Items from a dataset
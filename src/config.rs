// Copyright 2026, Jeroen van Erp <jeroen@geeko.me>
// SPDX-License-Identifier: Apache-2.0
use crate::constants::DEFAULT_FORWARDER_NAME;
use anyhow::{Context, Result};
use std::env;
use std::path::PathBuf;
use std::time::Duration;

const DEFAULT_WAIT_TIMEOUT_SECS: u64 = 120;

/// Tool configuration loaded from environment variables
#[derive(Debug, Clone)]
pub struct Config {
    /// Namespace the forwarder lives in
    pub namespace: String,
    pub name: String,
    /// YAML definition to apply; when unset the forwarder is only pulled and printed
    pub manifest: Option<PathBuf>,
    /// Fall back to delete and recreate when an in-place update is rejected
    pub force_update: bool,
    pub wait_timeout: Duration,
}

impl Config {
    /// Load configuration from environment variables
    pub fn from_env() -> Result<Self> {
        Self::from_lookup(|key| env::var(key).ok())
    }

    fn from_lookup(lookup: impl Fn(&str) -> Option<String>) -> Result<Self> {
        let namespace = lookup("FORWARDER_NAMESPACE")
            .filter(|ns| !ns.is_empty())
            .context("FORWARDER_NAMESPACE environment variable not set")?;
        let name = lookup("FORWARDER_NAME").unwrap_or_else(|| DEFAULT_FORWARDER_NAME.to_string());
        let manifest = lookup("FORWARDER_MANIFEST").map(PathBuf::from);
        let force_update = lookup("FORCE_UPDATE")
            .map(|v| v.parse::<bool>())
            .transpose()
            .context("FORCE_UPDATE must be 'true' or 'false'")?
            .unwrap_or(false);
        let wait_timeout = lookup("WAIT_TIMEOUT_SECS")
            .map(|v| v.parse::<u64>())
            .transpose()
            .context("WAIT_TIMEOUT_SECS must be a number of seconds")?
            .unwrap_or(DEFAULT_WAIT_TIMEOUT_SECS);

        Ok(Config {
            namespace,
            name,
            manifest,
            force_update,
            wait_timeout: Duration::from_secs(wait_timeout),
        })
    }
}
// Copyright 2026, Jeroen van Erp <jeroen@geeko.me>
// SPDX-License-Identifier: Apache-2.0
use anyhow::{Context, Result};
use kube::Client;
use tracing::info;
use tracing_subscriber::EnvFilter;

use clusterlogging::config::Config;
use clusterlogging::forwarder::{pull, ClusterLogForwarderBuilder};
use clusterlogging::kubernetes::wait_for_forwarder_crd;
use clusterlogging::types::ClusterLogForwarder;

#[tokio::main]
async fn main() -> Result<()> {
    tracing_subscriber::fmt()
        .with_env_filter(EnvFilter::from_default_env())
        .init();

    let config = Config::from_env()?;
    info!(
        "Configuration loaded: forwarder={}/{}",
        config.namespace, config.name
    );

    let client = Client::try_default().await?;
    info!("Connected to Kubernetes cluster");

    info!("Waiting for ClusterLogForwarder CRD to become available...");
    wait_for_forwarder_crd(&client).await?;

    let forwarder = match &config.manifest {
        Some(path) => apply(client, &config, path).await?,
        None => pull(client, &config.name, &config.namespace).await?,
    };

    print!("{}", serde_yaml::to_string(&forwarder)?);
    Ok(())
}

/// Create the forwarder from a manifest, or update it if it already exists
async fn apply(client: Client, config: &Config, path: &std::path::Path) -> Result<ClusterLogForwarder> {
    let manifest = std::fs::read_to_string(path)
        .with_context(|| format!("Failed to read manifest {}", path.display()))?;
    let mut definition: ClusterLogForwarder = serde_yaml::from_str(&manifest)
        .with_context(|| format!("Failed to parse manifest {}", path.display()))?;
    definition
        .metadata
        .namespace
        .get_or_insert_with(|| config.namespace.clone());

    let mut builder = ClusterLogForwarderBuilder::from_definition(client, definition)?
        .with_recreate_timeout(config.wait_timeout);
    if builder.exists().await {
        let outcome = builder.update(config.force_update).await?;
        info!("Clusterlogforwarder {} applied: {:?}", builder.name(), outcome);
    } else {
        builder.create().await?;
        info!("Clusterlogforwarder {} created", builder.name());
    }

    builder.wait_until_ready(config.wait_timeout).await?;
    Ok(builder.get().await?)
}
mod config;
mod errors;
mod generator;
mod ingest;
mod metrics;
mod server;
mod state;

use clap::{Parser, Subcommand};
use std::path::PathBuf;

#[derive(Parser, Debug)]
#[command(name = "bi-dashboard")]
#[command(about = "Marketing intelligence dashboard: synthetic data, KPI export, static server")]
#[command(version)]
struct Cli {
    /// Directory holding facebook.csv, google.csv, tiktok.csv and business.csv
    #[arg(long, global = true, env = "DATA_DIR")]
    data_dir: Option<PathBuf>,

    /// Directory served by the dashboard server
    #[arg(long, global = true, env = "DASHBOARD_DIR")]
    dashboard_dir: Option<PathBuf>,

    /// Path of the exported dashboard JSON
    #[arg(long, global = true, env = "DASHBOARD_OUTPUT")]
    output: Option<PathBuf>,

    #[command(subcommand)]
    command: Command,
}

#[derive(Subcommand, Debug)]
enum Command {
    /// Write synthetic platform and business CSVs
    Generate {
        #[arg(long)]
        seed: Option<u64>,
        #[arg(long)]
        days: Option<u32>,
        /// First generated date, YYYY-MM-DD
        #[arg(long)]
        start_date: Option<String>,
    },
    /// Aggregate the CSVs and export the dashboard JSON
    Process,
    /// Serve the dashboard and its JSON API
    Serve {
        #[arg(long)]
        port: Option<u16>,
    },
}

#[tokio::main]
async fn main() {
    tracing_subscriber::fmt()
        .with_env_filter(
            tracing_subscriber::EnvFilter::try_from_default_env()
                .unwrap_or_else(|_| tracing_subscriber::EnvFilter::new("info")),
        )
        .with_target(false)
        .with_writer(std::io::stderr)
        .init();

    let cli = Cli::parse();

    let mut cfg = match config::AppConfig::from_env() {
        Ok(c) => c,
        Err(e) => {
            tracing::error!("config error: {e}");
            std::process::exit(1);
        }
    };

    apply_overrides(&mut cfg, &cli);

    if let Err(e) = run(cli.command, cfg).await {
        tracing::error!("{e}");
        std::process::exit(1);
    }
}

/// Apply the global path flags on top of the env config. `--dashboard-dir`
/// also moves the default output file unless `--output` (or
/// `DASHBOARD_OUTPUT`, read by clap) names one.
fn apply_overrides(cfg: &mut config::AppConfig, cli: &Cli) {
    if let Some(dir) = &cli.data_dir {
        cfg.data_dir = dir.clone();
    }
    if let Some(dir) = &cli.dashboard_dir {
        cfg.output_path = dir.join("dashboard_data.json");
        cfg.dashboard_dir = dir.clone();
    }
    if let Some(path) = &cli.output {
        cfg.output_path = path.clone();
    }
}

async fn run(command: Command, mut cfg: config::AppConfig) -> errors::DashboardResult<()> {
    match command {
        Command::Generate { seed, days, start_date } => {
            if let Some(seed) = seed {
                cfg.generator.seed = seed;
            }
            if let Some(days) = days {
                cfg.generator.days = days;
            }
            if let Some(start) = start_date {
                cfg.generator.start_date = config::parse_date(&start)?;
            }

            let g = &cfg.generator;
            tracing::info!(
                seed = g.seed,
                start = %g.start_date,
                days = g.days,
                "generating sample data"
            );
            let dataset = generator::generate(g);
            generator::write_csvs(&dataset, &cfg.data_dir)?;
            tracing::info!(data_dir = %cfg.data_dir.display(), "data generation complete");
        }
        Command::Process => {
            metrics::export::run_pipeline(&cfg)?;
        }
        Command::Serve { port } => {
            if let Some(port) = port {
                cfg.server_port = port;
            }
            server::run_server(cfg).await?;
        }
    }
    Ok(())
}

▶ **What the exercise asks**: Where a line above holds the string "main", copy that line.

▶ **Output for this exercise**:
#[tokio::main]
async fn main() -> Result<()> {
#[tokio::main]
async fn main() {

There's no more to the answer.